Security forces are everywhere but not so easily found are political workers. (File)


A short drive from Srinagar, the district of Pulwama in Jammu and Kashmir was once the once the bastion of Mufti Mohammad Sayeed’s family. It is now considered among the most volatile regions in the valley. Security forces are everywhere but not so easily found are political workers.

Syed Mohammad Lateef, senior leader of the People’s Democratic Party in Pulwama ran successful campaigns for his party in the past but couldn’t find candidates this time for the upcoming local body elections.

“Everybody is scared, nobody wants to contest elections because people of the entire state of Jammu and Kashmir are extremely angry. They think central government is their enemy and not their friend,” said Mr Lateef.

The PDP, led by former Chief Minister Mehbooba Mufti, announced on Monday that that it will not take part in the local body elections due to an ongoing case in the Supreme Court challenging Article 35A – a law that gives natives of Jammu and Kashmir special rights and privileges – and the centre’s opinion that the case should be heard after the elections. The move came days after the state’s other big party – the National Conference announced a boycott for the same reason.
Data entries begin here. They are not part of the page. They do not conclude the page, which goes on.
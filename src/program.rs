//! Top-level program
//!
//! Built command nodes are attached to a [`Program`], which parses the real
//! process arguments and runs the matched node's action.
//!
//! ```rust,no_run
//! use cmd_schema::{build, Action, CommandArgument, CommandSchema, CommandSetting, Program};
//!
//! # async fn example() -> cmd_schema::CommandResult<()> {
//! let greet = CommandSchema::new(
//!     CommandSetting::new("greet").arg(CommandArgument::new("person")),
//!     Action::new(|input| {
//!         println!("Hello, {}", input.arg(0).unwrap_or_default());
//!         Ok(())
//!     }),
//! );
//!
//! Program::new("app")
//!     .add_command(build(&greet, None)?, Default::default())?
//!     .run()
//!     .await
//! # }
//! ```

use crate::error::CommandResult;
use crate::node::{CommandNode, Invocation};
use crate::schema::NestedOptions;
use clap::Command;
use std::ffi::OsString;

/// Root container for built commands
#[derive(Debug, Clone)]
pub struct Program {
    root: CommandNode,
}

impl Program {
    /// Program named `name` that requires one of its commands to be invoked
    pub fn new(name: impl Into<String>) -> Self {
        let command = Command::new(name.into()).subcommand_required(true);
        Self {
            root: CommandNode::bare(command),
        }
    }

    /// Set the version shown by `--version`
    pub fn version(mut self, version: impl Into<String>) -> Self {
        self.root.command = self.root.command.version(version.into());
        self
    }

    /// Set the help text
    pub fn about(mut self, about: impl Into<String>) -> Self {
        self.root.command = self.root.command.about(about.into());
        self
    }

    /// Attach a built command
    pub fn add_command(mut self, node: CommandNode, options: NestedOptions) -> CommandResult<Self> {
        self.root = self.root.add_command(node, options)?;
        Ok(self)
    }

    /// Attached commands
    pub fn commands(&self) -> &[CommandNode] {
        self.root.children()
    }

    /// Assemble the full clap command
    pub fn command(&self) -> Command {
        self.root.to_command()
    }

    /// Parse `argv` and resolve the matched command
    pub fn try_match_from<I, T>(&self, argv: I) -> CommandResult<Invocation>
    where
        I: IntoIterator<Item = T>,
        T: Into<OsString> + Clone,
    {
        self.root.try_match_from(argv)
    }

    /// Parse `argv` and run the matched command's action
    pub async fn run_from<I, T>(&self, argv: I) -> CommandResult<()>
    where
        I: IntoIterator<Item = T>,
        T: Into<OsString> + Clone,
    {
        self.root.run_from(argv).await
    }

    /// Parse the process arguments and run the matched command's action
    pub async fn run(&self) -> CommandResult<()> {
        self.run_from(std::env::args_os()).await
    }
}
Further up from Pulwama, into the Anantnag district, in a local housing colony heavily guarded by the police, a group of political workers have sought refuge. The reason is not hard to fathom. Sixteen officials of the village council – panchs and sarpanchs – have been reportedly killed in the last four years.

“People are sad, their political rights have been curbed. That’s why people are not interested to take part in the panchayat polls. Though basically panchayat elections form the foundation of a democracy,” said Ghulam Nabi Bhat, former sarpanch from the National Conference.

The arrest of the father of a self-styled Hizbul Mujahideen “commander” and subsequent kidnappings of relatives of policemen last month has increased the sense of insecurity.

“Sarpanch has a team of nine people with him in a village. They can’t give security to us, how can they give security to nine people? This is a bluff. I think this is the reason people have started hating it and are not ready for it,” said Inayat Ul lah Rather, former Sarpanch from the Congress party.

But there are those who are ready to take the plunge. Mohi-ud-din Shabnum, a local Anantnag politician, said taking part in Panchayat polls is best for Kashmir.

“If we won’t take part in the elections, everybody will sit on our heads, you know who are those people,” he said. “It is very important for us to contest the polls because if I don’t contest then a renegade or a surrendered militant will occupy the space. I am now saying openly, they are ready,” said Mr Shabnam.

While the panchayat polls will be a test of the security environment for the assembly and parliamentary elections in the state, political parties will also be watching it carefully to gauge the sentiment of the people on the ground.